The vertebrae from juvenile specimens of Camarasaurus have an average EI of 1.8 and a maximum of 2.3. The relatively long-necked Camarasaurus lewisi is represented by a single skeleton, whereas the shorter-necked C. grandis, C. lentus, and C. supremus are each represented by several specimens (McIntosh, Miller, et al. 1996), and it is likely that the juvenile individuals of Camarasaurus belong to one of the latter species. In AMNH 5761, referred to C. supremus, the average EI of the cervical vertebrae is 2.4, with a maximum of 3.5. These ratios represent an increase in length relative to diameter of 30 to 50% over the juvenile Camarasaurus.

If the ontogenetic changes in EI observed in Apatosaurus and Camarasaurus are typical for sauropods, then it is very unlikely that Pleurocoelus could have achieved the distinctive vertebral proportions of either Brachiosaurus or Sauroposeidon.

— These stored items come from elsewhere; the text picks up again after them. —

//! Error taxonomy: the engine's own failures, the contract authors raise
//! from inside entity methods, and the opaque errors that arrive from
//! services.

use crate::message::{ErrorType, MethodId, Offset};
use std::sync::Arc;

/// Every way [`crate::engine::Engine::complete`] and registration can fail.
///
/// All variants are signalled to the caller as typed failures; the engine
/// never swallows one. On any of these the in-progress `complete` call is
/// abandoned and the cached context is left exactly as it was before the
/// call started.
#[derive(thiserror::Error, Debug, Clone, PartialEq)]
pub enum EngineError {
    #[error(
        "entity type `{type_name}` does not satisfy the entity contract: {reason}"
    )]
    ContractViolation {
        type_name: &'static str,
        reason: String,
    },

    #[error(
        "input at offset {offset} does not match the cached message at the same position \
         (expected {expected:?}, found {found:?})"
    )]
    CacheMiss {
        offset: Offset,
        expected: String,
        found: String,
    },

    #[error(
        "inbound message offset {offset} is not ordered after the current offset counter {current}"
    )]
    UnorderedOffsets { offset: Offset, current: Offset },

    #[error(
        "message produced by the task does not match the message supplied to resume it \
         (expected {expected:?}, found {found:?})"
    )]
    InconsistentContext { expected: String, found: String },

    #[error("method `{method_id}` is not present in the subject's method table")]
    UnknownMethod { method_id: MethodId },

    #[error("attempted to access or mutate private state of an entity outside its own methods")]
    PrivateState,

    #[error(
        "task raised domain error `{error_type}` that was never captured by the interception layer"
    )]
    OrphanedError { error_type: ErrorType },

    #[error("a foreign (service-origin) error escaped the task uncaught")]
    UncaughtForeignError { source: ForeignError },
}

/// The captured `(type, args, kwargs)` of a domain error at the moment it
/// was raised inside a task.
///
/// In the source system this association lived in a weak map keyed by the
/// error instance's identity, because the runtime language could not attach
/// fields to arbitrary exception types. Here the error type owns the record
/// directly via [`DomainError::record`] — there is no weak table to keep in
/// sync with garbage collection because the error's lifetime is bounded by
/// the task frame that raised it.
#[derive(Clone, Debug, PartialEq)]
pub struct ErrorRecord {
    pub error_type: ErrorType,
    pub args: crate::message::Args,
}

/// A domain error an entity or service method may raise.
///
/// Implementors must be able to describe themselves as a stable type name
/// plus the positional/keyword arguments that constructed them, so the
/// engine can faithfully reproduce an `*_ErrorSent` message on replay
/// without needing to serialize the error value itself.
pub trait DomainError: std::error::Error + Send + Sync + 'static {
    fn record(&self) -> ErrorRecord;
}

/// An opaque error returned by a service call.
///
/// The engine never inspects a foreign error's contents — only a service's
/// caller (outside the engine) produces and interprets them. Equality is by
/// instance identity, matching the "opaque exception object" the source
/// re-throws verbatim into the task.
#[derive(Clone)]
pub struct ForeignError(pub Arc<dyn std::error::Error + Send + Sync>);

impl ForeignError {
    pub fn new(err: impl std::error::Error + Send + Sync + 'static) -> Self {
        Self(Arc::new(err))
    }
}

impl PartialEq for ForeignError {
    fn eq(&self, other: &Self) -> bool {
        Arc::ptr_eq(&self.0, &other.0)
    }
}

impl std::fmt::Debug for ForeignError {
    fn fmt(&self, f: &mut std::fmt::Formatter<'_>) -> std::fmt::Result {
        write!(f, "ForeignError({})", self.0)
    }
}

impl std::fmt::Display for ForeignError {
    fn fmt(&self, f: &mut std::fmt::Formatter<'_>) -> std::fmt::Result {
        write!(f, "{}", self.0)
    }
}

impl std::error::Error for ForeignError {
    fn source(&self) -> Option<&(dyn std::error::Error + 'static)> {
        Some(self.0.as_ref())
    }
}

/// What a task raised, distinguishing a domain error the engine can route
/// outbound from a foreign error that must propagate to the engine's own
/// caller.
pub enum Raised {
    Domain(ErrorRecord),
    Foreign(ForeignError),
}

/// Lets an entity method write `Err(my_error)?` / `.map_err(Into::into)`
/// against any type implementing [`DomainError`] instead of hand-assembling
/// an [`ErrorRecord`] at every raise site.
impl<E: DomainError> From<E> for Raised {
    fn from(err: E) -> Self {
        Raised::Domain(err.record())
    }
}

C6 of Apatosaurus CM 555 – despite having an unfused neural arch and cervical ribs, the centrum proportions are about the same as in an adult.

A few things about this:

  1. From what I’ve seen, the elongation of the individual vertebrae over ontogeny seems to be complete by the time sauropods are 1/2 to 2/3 of adult size. I get this from looking at mid-sized subadults like CM 555 and the hordes of similar individuals at BYU, the Museum of Western Colorado, and other places. So to get to the question posed in the comment thread on Mike’s giant Baro post – from what I’ve seen (anecdata), a giant, Supersaurus-class Barosaurus would not necessarily have a proportionally longer neck than AMNH 6341. It might have a proportionally longer neck, I just haven’t seen anything yet that strongly suggests that. More work needed.
  2. Juvenile sauropod cervicals are not only shorter than those of adults, they also have less complex pneumatic morphology. That was the point of the figure at the top of the post. But that very simple generalization is about all we know so far – this is an area that could use a LOT more work.
  3. I’ve complained before about papers mostly being remember for one thing, even if they say many things. This is the canonical example – no-one ever seems to remember the vertebrae-elongating-over-ontogeny stuff from Wedel et al. (2000b). Maybe that’s an argument for breaking up long, kitchen-sink papers into two or more separate publications?


Wedel, M.J., Cifelli, R.L., and Sanders, R.K. 2000b. Osteology, paleobiology, and relationships of the sauropod dinosaur Sauroposeidon. Acta Palaeontologica Polonica 45:343-388.